It’s technically not possible to have bill of materials Xero, but there are workarounds you can use.

E-commerce bookkeeping is the process of managing and recording the financial transactions of an online business.  

It involves tracking the inflow and outflow of funds, reconciling bank accounts, and maintaining accurate sales, expenses, and tax records. The goal of e-commerce bookkeeping aims to provide a clear and accurate picture of the business’s financial health. By properly managing your e-commerce bookkeeping, you can make informed decisions about your business’s future and identify areas where you can improve profitability.  

E-commerce business accounting software, such as QuickBooks Online or Xero, is recommended to help manage the financial aspects of your e-commerce business.  

Additionally, consulting with a professional accountant can help ensure you adhere to tax regulations and optimize your financial management practices. 

Accounting vs. bookkeeping

Bookkeeping involves recording and tracking financial transactions of a business, including purchases, sales, receipts, and payments, to create accurate financial reports such as balance sheets and income statements.  

Accounting involves interpreting and analyzing financial information to make strategic decisions such as budgeting, forecasting, and financial planning to identify trends, opportunities, and risks for developing strategies.

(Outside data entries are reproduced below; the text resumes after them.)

use std::env;
use std::path::PathBuf;

use spdlog::info;

use bilingual_blog::config::{read_config, Config};

use crate::CFG_FILE_NAME;

fn get_config_path() -> Option<PathBuf> {
    let mut candidates = vec![];

    if let Some(exe_dir) = env::current_exe().ok().and_then(|p| p.parent().map(|d| d.to_path_buf())) {
        candidates.push(exe_dir.join(CFG_FILE_NAME));
    }
    if let Ok(cur_dir) = env::current_dir() {
        candidates.push(cur_dir.join(CFG_FILE_NAME));
    }
    if let Some(cfg_dir) = dirs::config_dir() {
        candidates.push(cfg_dir.join("bilingual-blog").join(CFG_FILE_NAME));
    }

    candidates.into_iter().find(|path| path.exists())
}

pub(crate) fn open_config(cfg_path: Option<PathBuf>) -> Result<Config, String> {
    let config_path = match cfg_path.or_else(get_config_path) {
        None => return Err(format!("Could not find {}", CFG_FILE_NAME)),
        Some(x) => x,
    };

    info!("Reading config from {}", config_path.display());
    let config = read_config(&config_path).map_err(|e| e.to_string())?;

    match config.log {
        Some(ref log) => match log.location {
            Some(ref location) => info!("Log enabled. Files will be written in {}", location.display()),
            None => info!("Log enabled. Using the console"),
        },
        None => info!("Log disabled. Using stdout"),
    }

    Ok(config)
}
use std::io::ErrorKind;
use std::path::{Path, PathBuf};
use std::{env, fs, io};

use serde::Deserialize;

use crate::content::schema::{SchemaOptions, DEFAULT_AUTHOR};
use crate::i18n::I18nSettings;

#[derive(Deserialize)]
pub struct Paths {
    pub content_dir: PathBuf,
}

#[derive(Deserialize)]
pub struct Defaults {
    pub author: Option<String>,
}

#[derive(Deserialize)]
pub struct Log {
    pub level: LogLevel,
    pub log_to_console: bool,
    pub location: Option<PathBuf>,
}

#[derive(Deserialize, Copy, Clone, Debug, PartialEq)]
pub enum LogLevel {
    Critical = 0,
    Error,
    Warn,
    Info,
    Debug,
    Trace,
}

#[derive(Deserialize)]
pub struct Config {
    pub paths: Paths,
    pub defaults: Option<Defaults>,
    pub i18n: Option<I18nSettings>,
    pub log: Option<Log>,
}

impl Config {
    pub fn default_author(&self) -> &str {
        self.defaults.as_ref()
            .and_then(|d| d.author.as_deref())
            .unwrap_or(DEFAULT_AUTHOR)
    }

    pub fn schema_options(&self) -> SchemaOptions {
        SchemaOptions {
            default_author: self.default_author().to_string(),
        }
    }

    pub fn i18n_settings(&self) -> I18nSettings {
        self.i18n.clone().unwrap_or_default()
    }
}

fn parse_path(path: PathBuf) -> io::Result<PathBuf> {
    if !path.starts_with("${exe_dir}") {
        return Ok(path);
    }

    let cur_exe = env::current_exe()?;
    let exe_dir = cur_exe.parent()
        .ok_or_else(|| io::Error::new(ErrorKind::NotFound, "Could not find the executable directory"))?;
    let relative = path.strip_prefix("${exe_dir}")
        .map_err(|e| io::Error::new(ErrorKind::InvalidInput, e.to_string()))?;
    Ok(exe_dir.join(relative))
}

pub fn parse_config(cfg_content: &str) -> io::Result<Config> {
    let mut cfg: Config = match toml::from_str::<Config>(cfg_content) {
        Ok(cfg) => cfg,
        Err(e) => return Err(io::Error::new(
            ErrorKind::InvalidData, format!("Error parsing configuration file: {}", e))),
    };

    cfg.paths = Paths {
        content_dir: parse_path(cfg.paths.content_dir)?,
    };

    Ok(cfg)
}

pub fn read_config(cfg_path: &Path) -> io::Result<Config> {
    let cfg_content = match fs::read_to_string(cfg_path) {
        Ok(content) => content,
        Err(e) => return Err(io::Error::new(e.kind(), format!("Error opening configuration file {}: {}", cfg_path.display(), e))),
    };

    parse_config(&cfg_content)
}

#[cfg(test)]
mod tests {
    use crate::i18n::controller::STORAGE_KEY;

    use super::*;

    #[test]
    fn test_full_config() {
        let cfg = parse_config(r##"
[paths]
content_dir = "src/content/blog"

[defaults]
author = "Someone Else"

[i18n]
storage_key = "lang"

[log]
level = "Debug"
log_to_console = true
location = "/tmp/blog/blog-tool.log"
"##).unwrap();

        assert_eq!(cfg.paths.content_dir, PathBuf::from("src/content/blog"));
        assert_eq!(cfg.default_author(), "Someone Else");
        assert_eq!(cfg.schema_options().default_author, "Someone Else");
        assert_eq!(cfg.i18n_settings().storage_key, "lang");
        let log = cfg.log.unwrap();
        assert_eq!(log.level, LogLevel::Debug);
        assert!(log.log_to_console);
    }

    #[test]
    fn test_minimal_config() {
        let cfg = parse_config(r##"
[paths]
content_dir = "blog"
"##).unwrap();

        assert_eq!(cfg.default_author(), "Vinh Nguyen");
        assert_eq!(cfg.i18n_settings().storage_key, STORAGE_KEY);
        assert!(cfg.log.is_none());
    }

    #[test]
    fn test_empty_i18n_table() {
        let cfg = parse_config("[paths]\ncontent_dir = \"blog\"\n[i18n]\n").unwrap();
        assert_eq!(cfg.i18n_settings().storage_key, STORAGE_KEY);
    }

    #[test]
    fn test_exe_dir_prefix() {
        let cfg = parse_config("[paths]\ncontent_dir = \"${exe_dir}/blog\"\n").unwrap();
        let exe_dir = env::current_exe().unwrap().parent().unwrap().to_path_buf();
        assert_eq!(cfg.paths.content_dir, exe_dir.join("blog"));
    }

    #[test]
    fn test_invalid_config() {
        let err = parse_config("[paths]\n").err().unwrap();
        assert_eq!(err.kind(), ErrorKind::InvalidData);
        let err = read_config(Path::new("/does/not/exist/blog.toml")).err().unwrap();
        assert_eq!(err.kind(), ErrorKind::NotFound);
    }
}
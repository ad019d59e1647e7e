use anyhow::{anyhow, Result};

use bilingual_blog::config::Config;
use bilingual_blog::content::collection::Collection;
use bilingual_blog::content::schema::SchemaOptions;
use bilingual_blog::content::Post;
use bilingual_blog::i18n::Language;

use crate::CheckArgs;

fn languages_of(post: &Post) -> Vec<Language> {
    if post.metadata.is_bilingual() {
        vec![Language::English, Language::Vietnamese]
    } else {
        vec![Language::English]
    }
}

fn format_post_line(post: &Post) -> String {
    let languages: Vec<&str> = languages_of(post).iter().map(|l| l.native_name()).collect();
    format!("{}  {:<40}  [{}]  {}",
            post.metadata.pub_date.format("%Y-%m-%d"),
            post.id.0,
            languages.join(", "),
            post.metadata.title,
    )
}

pub fn check_cmd(args: CheckArgs, config: Option<&Config>) -> Result<()> {
    let content_dir = match (args.content_dir, config) {
        (Some(dir), _) => dir,
        (None, Some(config)) => config.paths.content_dir.clone(),
        (None, None) => return Err(anyhow!("No content directory given")),
    };
    let options = config.map(|c| c.schema_options()).unwrap_or_else(SchemaOptions::default);

    let report = Collection::load(&content_dir, &options);
    for post in report.posts.iter() {
        println!("{}", format_post_line(post));
    }

    let collection = report.into_result()?;
    println!("{} post(s) OK", collection.len());

    Ok(())
}

#[cfg(test)]
mod tests {
    use std::path::PathBuf;

    use bilingual_blog::content::content_file::{ContentFile, ContentFormat};
    use bilingual_blog::content::ContentId;

    use crate::test_data::NEW_POST;

    use super::*;

    #[test]
    fn test_format_post_line() {
        let content_file = ContentFile {
            id: ContentId("20240227_this_is_a_title".to_string()),
            file_path: PathBuf::from("20240227_this_is_a_title.mdx"),
            format: ContentFormat::Mdx,
            raw_content: NEW_POST.to_string(),
        };
        let post = Post::parse(&content_file, &SchemaOptions::default()).unwrap();
        let line = format_post_line(&post);
        assert!(line.starts_with("2024-02-27  20240227_this_is_a_title"));
        assert!(line.ends_with("[English, Tiếng Việt]  This is a title"));
    }
}
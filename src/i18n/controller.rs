use serde::Deserialize;
use spdlog::{debug, info, warn};

use crate::i18n::document::{Document, ElementId};
use crate::i18n::language::{detect_browser_language, Language, DEFAULT_LANGUAGE};
use crate::i18n::storage::PreferenceStore;

pub const STORAGE_KEY: &str = "blog-language";
pub const LANG_ATTRIBUTE: &str = "data-lang";
pub const SWITCH_ATTRIBUTE: &str = "data-lang-switch";
pub const ACTIVE_CLASS: &str = "active";
pub const ARIA_PRESSED: &str = "aria-pressed";
pub const HIDDEN_ATTRIBUTE: &str = "hidden";

#[derive(Deserialize, Debug, Clone, PartialEq)]
pub struct I18nSettings {
    #[serde(default = "default_storage_key")]
    pub storage_key: String,
}

fn default_storage_key() -> String {
    STORAGE_KEY.to_string()
}

impl Default for I18nSettings {
    fn default() -> Self {
        I18nSettings {
            storage_key: default_storage_key(),
        }
    }
}

/// Broadcast after every language application.
#[derive(Debug, Clone, Copy, PartialEq)]
pub struct LanguageChange {
    pub language: Language,
}

#[derive(Debug, Clone, Copy, PartialEq, Eq)]
pub struct ListenerId(usize);

type Listener = Box<dyn FnMut(&LanguageChange)>;

pub struct ClickEvent {
    pub target: ElementId,
    default_prevented: bool,
}

impl ClickEvent {
    pub fn new(target: ElementId) -> Self {
        ClickEvent {
            target,
            default_prevented: false,
        }
    }

    pub fn prevent_default(&mut self) {
        self.default_prevented = true;
    }

    pub fn default_prevented(&self) -> bool {
        self.default_prevented
    }
}

struct SwitchBinding {
    element: ElementId,
    target: String,
}

/// Stored preference if it is a supported code, then the browser language, then the default.
pub fn resolve_language<S: PreferenceStore>(store: &S, storage_key: &str, browser_language: Option<&str>) -> Language {
    if let Some(lang) = store.get_item(storage_key).as_deref().and_then(Language::from_code) {
        return lang;
    }
    detect_browser_language(browser_language)
}

/// Keeps the page showing exactly one language and remembers the reader's choice.
pub struct LanguageController<D: Document, S: PreferenceStore> {
    document: D,
    store: S,
    settings: I18nSettings,
    current: Language,
    switches: Vec<SwitchBinding>,
    listeners: Vec<(ListenerId, Listener)>,
    next_listener: usize,
}

impl<D: Document, S: PreferenceStore> LanguageController<D, S> {
    /// Nothing is applied until `init` is called, so listeners can subscribe first.
    pub fn new(document: D, store: S, settings: I18nSettings) -> Self {
        LanguageController {
            document,
            store,
            settings,
            current: DEFAULT_LANGUAGE,
            switches: vec![],
            listeners: vec![],
            next_listener: 0,
        }
    }

    /// Resolves the initial language, applies it and binds the switch controls present on the page.
    /// The resolved language is not written back to the store.
    pub fn init(&mut self, browser_language: Option<&str>) -> Language {
        let language = resolve_language(&self.store, &self.settings.storage_key, browser_language);
        self.apply(language);

        let document = &self.document;
        self.switches = document.elements_with_attribute(SWITCH_ATTRIBUTE)
            .into_iter()
            .filter_map(|element| {
                document.attribute(element, SWITCH_ATTRIBUTE).map(|target| SwitchBinding {
                    element,
                    target: target.to_string(),
                })
            })
            .collect();

        info!("Language initialized to {} with {} switch control(s)", language, self.switches.len());
        language
    }

    pub fn language(&self) -> Language {
        self.current
    }

    /// Unsupported codes fall back to the default language with a warning.
    pub fn set_language(&mut self, lang: &str) -> Language {
        let language = match Language::from_code(lang) {
            Some(language) => language,
            None => {
                warn!("Unsupported language: {}. Using default.", lang);
                DEFAULT_LANGUAGE
            }
        };
        self.set(language)
    }

    pub fn set(&mut self, language: Language) -> Language {
        self.store.set_item(&self.settings.storage_key, language.code());
        self.apply(language);
        language
    }

    pub fn toggle_language(&mut self) -> Language {
        self.set(self.current.next())
    }

    /// Click handler of the switch controls bound by `init`. Clicks elsewhere are ignored.
    pub fn handle_click(&mut self, event: &mut ClickEvent) -> Option<Language> {
        let target = self.switches.iter()
            .find(|binding| binding.element == event.target)
            .map(|binding| binding.target.clone())?;

        event.prevent_default();
        Some(self.set_language(&target))
    }

    pub fn subscribe<F>(&mut self, listener: F) -> ListenerId
    where
        F: FnMut(&LanguageChange) + 'static,
    {
        let id = ListenerId(self.next_listener);
        self.next_listener += 1;
        self.listeners.push((id, Box::new(listener)));
        id
    }

    pub fn unsubscribe(&mut self, id: ListenerId) {
        self.listeners.retain(|(listener_id, _)| *listener_id != id);
    }

    pub fn document(&self) -> &D {
        &self.document
    }

    pub fn store(&self) -> &S {
        &self.store
    }

    pub fn into_parts(self) -> (D, S) {
        (self.document, self.store)
    }

    fn apply(&mut self, language: Language) {
        let code = language.code();
        self.document.set_language(code);

        for element in self.document.elements_with_attribute(LANG_ATTRIBUTE) {
            if self.document.attribute(element, LANG_ATTRIBUTE) == Some(code) {
                self.document.set_display(element, None);
                self.document.remove_attribute(element, HIDDEN_ATTRIBUTE);
            } else {
                self.document.set_display(element, Some("none"));
                self.document.set_attribute(element, HIDDEN_ATTRIBUTE, "");
            }
        }

        for element in self.document.elements_with_attribute(SWITCH_ATTRIBUTE) {
            let active = self.document.attribute(element, SWITCH_ATTRIBUTE) == Some(code);
            self.document.toggle_class(element, ACTIVE_CLASS, active);
            self.document.set_attribute(element, ARIA_PRESSED, if active { "true" } else { "false" });
        }

        self.current = language;
        self.broadcast(LanguageChange { language });
    }

    fn broadcast(&mut self, change: LanguageChange) {
        debug!("Broadcasting language change to {} listener(s): {}", self.listeners.len(), change.language);
        for (_, listener) in self.listeners.iter_mut() {
            listener(&change);
        }
    }
}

How do you record e-commerce sales?

A dashboard of an accounting software.

When recording e-commerce sales, it’s important to have a system in place to track each transaction’s details accurately. Here are the steps you can follow to record e-commerce sales:   

  • Choose an accounting software — Select bookkeeping for e-commerce accounting software that fits the needs of your e-commerce business, whether that’s a simple spreadsheet or a more robust accounting software.  
  • Record sales transactions — Once you’ve chosen your software, record each sales transaction as it occurs. Include details such as the date of the sale, the customer’s name and contact information, the product or service sold, the sale price, any discounts applied, shipping charges, and any taxes collected.  
  • Track inventory — If you’re selling physical products, keep track of your inventory levels so you know when to reorder. Make sure to record each item sold and adjust your inventory levels accordingly.  
  • Reconcile payments — If you’re using a payment gateway or third-party processor, reconcile each payment to ensure you’ve received the full amount due. Also, keep track of any fees associated with the payment processing.  
  • Record refunds and returns — Keep track of any refunds or returns and adjust your records accordingly. Make sure to record the date, the customer’s name and contact information, the reason for the return, and any additional fees associated.  
  • Generate reports — Use your accounting software to generate reports that show your sales, expenses, and profit margins. These reports can help you make informed business decisions and plan for the future.  

Recording e-commerce sales accurately is crucial for managing your finances and making informed business decisions. By following these steps, you can ensure that you have accurate records of your transactions and can manage your finances effectively.  

How do you handle accounting when selling online?

When selling online, you will need to keep track of your sales and expenses to calculate your profits and pay taxes accurately. Here are some tips and tricks to help you handle accounting for your e-commerce business.   

Set up a separate bank account for your online sales

This will make tracking your income and expenses easier and ensure that you don’t mix your personal finances with your business finances.   

Ideally, you want to set up a business bank account because it might be necessary for tax and legal regulations. There are other benefits too — like having revenue from your online sales going into a specific account will make your bookkeeping efforts a lot easier. Plus, using a business bank account looks more professional and will make your company appear more legitimate to customers.   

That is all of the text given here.